**YOUR INSTRUCTIONS:**
Of the entries below, return exactly those lines that fall between the one containing "fn try_from(record: JobRecord)" and the one containing "job.finish(completion);", the two end lines included.

[Dataset excerpts]
════════════════

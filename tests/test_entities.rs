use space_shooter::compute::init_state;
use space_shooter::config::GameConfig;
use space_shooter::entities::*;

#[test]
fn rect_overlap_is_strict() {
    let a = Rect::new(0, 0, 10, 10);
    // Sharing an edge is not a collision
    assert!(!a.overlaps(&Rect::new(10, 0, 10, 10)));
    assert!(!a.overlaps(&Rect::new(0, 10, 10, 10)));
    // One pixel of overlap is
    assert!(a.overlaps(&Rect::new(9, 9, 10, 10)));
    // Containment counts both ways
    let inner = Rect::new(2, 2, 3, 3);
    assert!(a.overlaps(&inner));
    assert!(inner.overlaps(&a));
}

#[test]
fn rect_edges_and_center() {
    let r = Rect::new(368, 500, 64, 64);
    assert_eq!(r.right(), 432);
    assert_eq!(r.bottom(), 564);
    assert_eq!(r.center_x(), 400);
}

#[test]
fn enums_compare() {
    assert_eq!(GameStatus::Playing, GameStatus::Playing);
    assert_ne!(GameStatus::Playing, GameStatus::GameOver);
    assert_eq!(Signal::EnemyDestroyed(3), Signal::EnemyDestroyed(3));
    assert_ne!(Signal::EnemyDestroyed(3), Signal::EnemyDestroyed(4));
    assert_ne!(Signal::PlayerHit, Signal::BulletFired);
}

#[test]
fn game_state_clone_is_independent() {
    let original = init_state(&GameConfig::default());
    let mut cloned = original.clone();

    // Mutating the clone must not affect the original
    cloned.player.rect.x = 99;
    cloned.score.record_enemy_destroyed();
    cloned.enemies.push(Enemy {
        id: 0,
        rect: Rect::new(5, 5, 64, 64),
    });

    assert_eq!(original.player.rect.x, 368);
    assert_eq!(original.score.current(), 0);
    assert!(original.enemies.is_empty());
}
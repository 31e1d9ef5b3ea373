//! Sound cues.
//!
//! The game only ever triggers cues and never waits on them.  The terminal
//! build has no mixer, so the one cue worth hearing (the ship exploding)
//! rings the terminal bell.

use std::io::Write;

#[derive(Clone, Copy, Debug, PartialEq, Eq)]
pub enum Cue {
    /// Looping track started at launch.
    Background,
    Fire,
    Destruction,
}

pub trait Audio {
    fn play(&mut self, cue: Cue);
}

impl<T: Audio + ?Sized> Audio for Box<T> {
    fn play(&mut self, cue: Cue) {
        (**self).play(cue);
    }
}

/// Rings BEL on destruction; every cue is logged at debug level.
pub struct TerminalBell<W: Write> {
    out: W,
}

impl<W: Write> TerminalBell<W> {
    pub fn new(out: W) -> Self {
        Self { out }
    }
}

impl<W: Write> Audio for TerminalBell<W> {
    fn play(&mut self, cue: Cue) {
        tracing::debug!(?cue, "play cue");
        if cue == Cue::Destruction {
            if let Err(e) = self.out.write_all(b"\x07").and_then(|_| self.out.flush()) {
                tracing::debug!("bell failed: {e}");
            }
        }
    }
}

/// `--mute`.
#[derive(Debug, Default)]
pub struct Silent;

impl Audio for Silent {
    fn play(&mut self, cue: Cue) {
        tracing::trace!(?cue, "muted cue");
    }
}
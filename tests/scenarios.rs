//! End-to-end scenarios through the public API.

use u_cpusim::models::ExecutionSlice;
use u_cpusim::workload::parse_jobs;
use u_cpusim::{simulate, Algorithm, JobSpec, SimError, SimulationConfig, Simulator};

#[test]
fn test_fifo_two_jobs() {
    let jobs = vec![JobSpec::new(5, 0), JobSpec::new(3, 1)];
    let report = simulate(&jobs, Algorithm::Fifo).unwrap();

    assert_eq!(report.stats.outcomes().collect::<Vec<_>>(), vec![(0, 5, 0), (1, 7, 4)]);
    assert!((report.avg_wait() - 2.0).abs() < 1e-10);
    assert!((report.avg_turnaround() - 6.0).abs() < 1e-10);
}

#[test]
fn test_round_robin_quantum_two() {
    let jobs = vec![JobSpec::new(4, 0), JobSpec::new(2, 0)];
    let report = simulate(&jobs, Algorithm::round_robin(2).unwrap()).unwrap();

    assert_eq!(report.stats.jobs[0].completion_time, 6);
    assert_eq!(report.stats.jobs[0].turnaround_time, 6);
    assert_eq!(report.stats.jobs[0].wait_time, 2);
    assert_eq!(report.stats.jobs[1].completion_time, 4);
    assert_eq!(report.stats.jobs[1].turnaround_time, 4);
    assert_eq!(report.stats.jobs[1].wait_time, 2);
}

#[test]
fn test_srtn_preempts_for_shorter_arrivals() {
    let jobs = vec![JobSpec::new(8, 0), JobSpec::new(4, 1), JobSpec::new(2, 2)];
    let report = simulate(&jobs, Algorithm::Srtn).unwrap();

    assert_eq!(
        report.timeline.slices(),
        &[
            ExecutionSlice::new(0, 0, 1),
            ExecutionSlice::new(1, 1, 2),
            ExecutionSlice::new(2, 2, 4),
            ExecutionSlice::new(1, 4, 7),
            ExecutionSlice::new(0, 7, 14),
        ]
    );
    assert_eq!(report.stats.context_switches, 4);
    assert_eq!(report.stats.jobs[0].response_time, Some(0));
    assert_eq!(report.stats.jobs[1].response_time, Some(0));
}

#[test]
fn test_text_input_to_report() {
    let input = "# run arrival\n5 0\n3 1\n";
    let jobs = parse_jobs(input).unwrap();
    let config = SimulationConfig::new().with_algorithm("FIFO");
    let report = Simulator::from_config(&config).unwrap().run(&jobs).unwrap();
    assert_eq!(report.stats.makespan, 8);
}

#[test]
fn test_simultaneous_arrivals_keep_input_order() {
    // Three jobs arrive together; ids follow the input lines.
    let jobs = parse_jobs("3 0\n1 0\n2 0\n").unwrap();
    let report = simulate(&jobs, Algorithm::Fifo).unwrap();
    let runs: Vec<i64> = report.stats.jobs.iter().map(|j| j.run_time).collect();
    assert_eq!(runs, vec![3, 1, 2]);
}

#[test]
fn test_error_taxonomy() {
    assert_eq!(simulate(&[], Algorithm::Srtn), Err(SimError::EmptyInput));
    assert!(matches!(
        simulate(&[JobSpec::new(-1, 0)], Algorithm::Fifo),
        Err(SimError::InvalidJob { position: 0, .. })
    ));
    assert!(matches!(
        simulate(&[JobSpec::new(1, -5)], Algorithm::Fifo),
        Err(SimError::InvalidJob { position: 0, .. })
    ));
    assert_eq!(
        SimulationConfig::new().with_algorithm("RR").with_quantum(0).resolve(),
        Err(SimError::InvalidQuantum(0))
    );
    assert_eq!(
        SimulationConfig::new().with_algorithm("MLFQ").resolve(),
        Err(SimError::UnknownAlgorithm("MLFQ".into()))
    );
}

════════════════

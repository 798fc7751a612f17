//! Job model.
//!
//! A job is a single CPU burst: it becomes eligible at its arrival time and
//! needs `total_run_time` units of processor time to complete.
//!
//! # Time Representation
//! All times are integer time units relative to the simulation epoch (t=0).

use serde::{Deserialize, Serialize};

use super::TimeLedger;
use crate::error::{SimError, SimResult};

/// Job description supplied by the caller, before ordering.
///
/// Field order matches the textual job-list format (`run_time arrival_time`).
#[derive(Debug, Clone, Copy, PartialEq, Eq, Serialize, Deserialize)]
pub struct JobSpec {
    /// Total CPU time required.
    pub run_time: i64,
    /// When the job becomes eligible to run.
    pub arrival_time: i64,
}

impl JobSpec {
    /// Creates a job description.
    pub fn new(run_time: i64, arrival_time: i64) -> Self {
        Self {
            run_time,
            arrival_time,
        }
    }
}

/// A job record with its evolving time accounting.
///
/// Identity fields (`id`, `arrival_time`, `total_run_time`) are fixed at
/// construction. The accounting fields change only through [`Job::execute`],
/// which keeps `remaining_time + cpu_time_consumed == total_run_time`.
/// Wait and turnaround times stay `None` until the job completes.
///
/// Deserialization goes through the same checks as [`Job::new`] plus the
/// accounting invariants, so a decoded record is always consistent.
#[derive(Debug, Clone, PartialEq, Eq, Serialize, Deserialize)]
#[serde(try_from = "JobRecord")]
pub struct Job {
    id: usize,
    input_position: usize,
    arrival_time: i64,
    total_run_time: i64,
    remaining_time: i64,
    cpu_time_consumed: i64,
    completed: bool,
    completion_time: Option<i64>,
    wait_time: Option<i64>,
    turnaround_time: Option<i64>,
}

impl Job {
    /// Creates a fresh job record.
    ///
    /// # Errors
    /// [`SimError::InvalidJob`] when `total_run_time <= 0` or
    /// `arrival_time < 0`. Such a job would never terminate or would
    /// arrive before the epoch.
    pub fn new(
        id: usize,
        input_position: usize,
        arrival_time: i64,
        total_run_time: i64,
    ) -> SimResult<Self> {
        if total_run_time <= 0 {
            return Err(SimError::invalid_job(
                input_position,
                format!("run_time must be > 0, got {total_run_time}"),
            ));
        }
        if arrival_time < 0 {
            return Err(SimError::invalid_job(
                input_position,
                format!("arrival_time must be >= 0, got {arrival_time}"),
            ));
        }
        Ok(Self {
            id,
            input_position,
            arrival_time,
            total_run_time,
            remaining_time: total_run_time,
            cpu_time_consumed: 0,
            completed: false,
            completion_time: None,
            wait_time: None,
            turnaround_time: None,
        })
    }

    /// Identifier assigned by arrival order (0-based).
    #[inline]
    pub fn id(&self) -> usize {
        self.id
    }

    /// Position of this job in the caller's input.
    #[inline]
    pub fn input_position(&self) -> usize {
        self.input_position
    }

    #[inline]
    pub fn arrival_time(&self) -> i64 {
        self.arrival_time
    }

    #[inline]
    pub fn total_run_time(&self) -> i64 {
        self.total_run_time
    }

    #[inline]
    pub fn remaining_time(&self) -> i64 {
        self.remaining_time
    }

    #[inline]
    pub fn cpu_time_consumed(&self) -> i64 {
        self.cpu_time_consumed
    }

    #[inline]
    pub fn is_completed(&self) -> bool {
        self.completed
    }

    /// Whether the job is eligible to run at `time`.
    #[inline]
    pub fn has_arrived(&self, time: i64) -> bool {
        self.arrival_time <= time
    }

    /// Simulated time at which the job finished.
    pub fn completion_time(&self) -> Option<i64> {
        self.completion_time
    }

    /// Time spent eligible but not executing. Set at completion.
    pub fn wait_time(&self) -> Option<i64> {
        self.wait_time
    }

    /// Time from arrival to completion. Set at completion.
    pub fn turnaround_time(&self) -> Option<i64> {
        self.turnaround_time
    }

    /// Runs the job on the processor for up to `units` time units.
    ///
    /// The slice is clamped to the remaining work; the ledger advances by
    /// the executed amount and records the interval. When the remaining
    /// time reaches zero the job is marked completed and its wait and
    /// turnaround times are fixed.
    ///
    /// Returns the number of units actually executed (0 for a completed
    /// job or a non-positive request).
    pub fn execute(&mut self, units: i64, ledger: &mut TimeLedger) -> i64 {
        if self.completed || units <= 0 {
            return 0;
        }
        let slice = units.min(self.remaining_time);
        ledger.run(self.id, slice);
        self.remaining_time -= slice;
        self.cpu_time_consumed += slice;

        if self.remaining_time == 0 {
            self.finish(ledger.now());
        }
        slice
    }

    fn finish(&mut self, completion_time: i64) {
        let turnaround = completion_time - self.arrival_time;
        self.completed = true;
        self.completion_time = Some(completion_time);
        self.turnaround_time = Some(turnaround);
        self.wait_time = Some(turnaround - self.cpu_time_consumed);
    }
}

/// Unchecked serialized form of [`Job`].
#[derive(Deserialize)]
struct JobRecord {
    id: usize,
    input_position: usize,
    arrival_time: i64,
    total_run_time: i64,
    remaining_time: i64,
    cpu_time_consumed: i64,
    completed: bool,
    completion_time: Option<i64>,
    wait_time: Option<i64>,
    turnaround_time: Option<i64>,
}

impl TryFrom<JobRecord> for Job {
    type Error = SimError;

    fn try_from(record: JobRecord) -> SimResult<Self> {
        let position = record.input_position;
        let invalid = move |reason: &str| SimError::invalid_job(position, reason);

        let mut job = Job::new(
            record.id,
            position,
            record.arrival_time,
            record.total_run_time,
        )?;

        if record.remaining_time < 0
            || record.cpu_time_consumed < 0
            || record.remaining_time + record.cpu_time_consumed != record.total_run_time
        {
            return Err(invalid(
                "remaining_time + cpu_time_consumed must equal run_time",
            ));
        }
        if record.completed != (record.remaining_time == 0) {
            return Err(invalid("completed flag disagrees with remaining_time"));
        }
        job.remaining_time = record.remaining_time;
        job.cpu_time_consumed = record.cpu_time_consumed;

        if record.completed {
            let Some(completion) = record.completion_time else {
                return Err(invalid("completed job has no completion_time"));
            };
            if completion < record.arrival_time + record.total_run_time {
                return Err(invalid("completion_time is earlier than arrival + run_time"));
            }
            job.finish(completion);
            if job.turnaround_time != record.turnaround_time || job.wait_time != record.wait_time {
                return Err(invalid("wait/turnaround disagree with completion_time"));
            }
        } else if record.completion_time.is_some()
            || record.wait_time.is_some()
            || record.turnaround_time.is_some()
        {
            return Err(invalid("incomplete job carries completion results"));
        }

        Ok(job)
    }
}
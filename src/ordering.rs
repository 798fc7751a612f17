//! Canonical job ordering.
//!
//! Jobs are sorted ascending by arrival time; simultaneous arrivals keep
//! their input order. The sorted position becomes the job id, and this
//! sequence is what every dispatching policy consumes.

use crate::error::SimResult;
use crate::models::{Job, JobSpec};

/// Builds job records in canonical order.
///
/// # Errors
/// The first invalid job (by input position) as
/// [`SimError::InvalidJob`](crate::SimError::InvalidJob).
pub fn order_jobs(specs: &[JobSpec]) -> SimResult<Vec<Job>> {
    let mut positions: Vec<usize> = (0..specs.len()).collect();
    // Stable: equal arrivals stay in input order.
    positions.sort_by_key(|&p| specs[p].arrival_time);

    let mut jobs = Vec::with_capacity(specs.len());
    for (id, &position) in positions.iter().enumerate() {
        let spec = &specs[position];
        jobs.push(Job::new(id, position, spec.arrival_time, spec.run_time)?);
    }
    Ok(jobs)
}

════════════════

**EXERCISE RESULT:**
    fn try_from(record: JobRecord) -> SimResult<Self> {
        let position = record.input_position;
        let invalid = move |reason: &str| SimError::invalid_job(position, reason);

        let mut job = Job::new(
            record.id,
            position,
            record.arrival_time,
            record.total_run_time,
        )?;

        if record.remaining_time < 0
            || record.cpu_time_consumed < 0
            || record.remaining_time + record.cpu_time_consumed != record.total_run_time
        {
            return Err(invalid(
                "remaining_time + cpu_time_consumed must equal run_time",
            ));
        }
        if record.completed != (record.remaining_time == 0) {
            return Err(invalid("completed flag disagrees with remaining_time"));
        }
        job.remaining_time = record.remaining_time;
        job.cpu_time_consumed = record.cpu_time_consumed;

        if record.completed {
            let Some(completion) = record.completion_time else {
                return Err(invalid("completed job has no completion_time"));
            };
            if completion < record.arrival_time + record.total_run_time {
                return Err(invalid("completion_time is earlier than arrival + run_time"));
            }
            job.finish(completion);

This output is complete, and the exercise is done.